_Task brief_: Write out exactly the lines below that run from the one containing "Current pairing code" through the one containing "pub mod router;", both included, with no other lines.
** Opening Records for the task block **
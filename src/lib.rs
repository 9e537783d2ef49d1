//! # pairgate
//!
//! Multi-tenant messaging session gateway.
//!
//! Each tenant owns named sessions. Registering a session opens a device
//! pairing flow and returns a scannable QR code; once the owner scans it the
//! session stays connected, survives restarts through startup
//! reconciliation, and can send text and media messages.
//!
//! ## Features
//!
//! - **Sharded registry**: at most one live connection per (tenant, session key)
//! - **Bounded pairing wait**: registration answers with a code or a timeout
//! - **Reconciliation**: sessions paired before a restart reconnect on startup
//! - **Pluggable collaborators**: session store, device store and transport are traits
//!
//! ## Quick Start
//!
//! ```no_run
//! use std::sync::Arc;
//!
//! use pairgate::manager::{ManagerConfig, SessionManager};
//! use pairgate::session::SessionProfile;
//! use pairgate::store::MemorySessionRepository;
//! use pairgate::transport::loopback::LoopbackProvider;
//!
//! #[tokio::main]
//! async fn main() -> pairgate::Result<()> {
//!     pairgate::logging::try_init().ok();
//!
//!     let manager = SessionManager::new(
//!         Arc::new(MemorySessionRepository::new()),
//!         Arc::new(LoopbackProvider::new()),
//!         ManagerConfig::default(),
//!     )?;
//!     manager.reconcile().await?;
//!
//!     let registration = manager
//!         .register("acme", "alice", SessionProfile::new("Alice", "alice@acme.test"))
//!         .await?;
//!     println!("scan this: {:?}", registration.qr_code_base64);
//!
//!     manager.shutdown().await;
//!     Ok(())
//! }
//! ```

pub mod api;
pub mod cli;
pub mod config;
pub mod error;
pub mod logging;
pub mod manager;
pub mod media;
pub mod pairing;
pub mod security;
pub mod session;
pub mod store;
pub mod transport;

// Re-export commonly used types
pub use error::{GatewayError, Result};
pub use manager::{ManagerConfig, SessionManager};
pub use session::{Session, SessionProfile, SessionStatus};
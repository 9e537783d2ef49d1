//! HTTP API for pairgate.
//!
//! ## Endpoints
//!
//! - `GET /health` - Health check (no authentication)
//!
//! All session routes need the `apitoken` and `SESSIONKEY` headers.
//!
//! - `GET /api/v1/sessions` - List the tenant's sessions
//! - `POST /api/v1/sessions` - Register a session and get its pairing code
//! - `GET /api/v1/sessions/{key}` - Get a session
//! - `DELETE /api/v1/sessions/{key}` - Delete a session
//! - `GET /api/v1/sessions/{key}/qr` - Current pairing code
//! - `POST /api/v1/sessions/{key}/disconnect` - Close the live connection
//! - `POST /api/v1/sessions/{key}/messages/text` - Send a text message
//! - `POST /api/v1/sessions/{key}/messages/media` - Send a media message

pub mod handlers;
pub mod router;
pub mod types;

pub use handlers::AppState;
pub use router::{create_router, serve, ServerConfig};
pub use types::{api_error, ApiError, ErrorResponse};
** Closing Records for the task block **
_Problem solution_:
//! - `GET /api/v1/sessions/{key}/qr` - Current pairing code
//! - `POST /api/v1/sessions/{key}/disconnect` - Close the live connection
//! - `POST /api/v1/sessions/{key}/messages/text` - Send a text message
//! - `POST /api/v1/sessions/{key}/messages/media` - Send a media message

pub mod handlers;
pub mod router;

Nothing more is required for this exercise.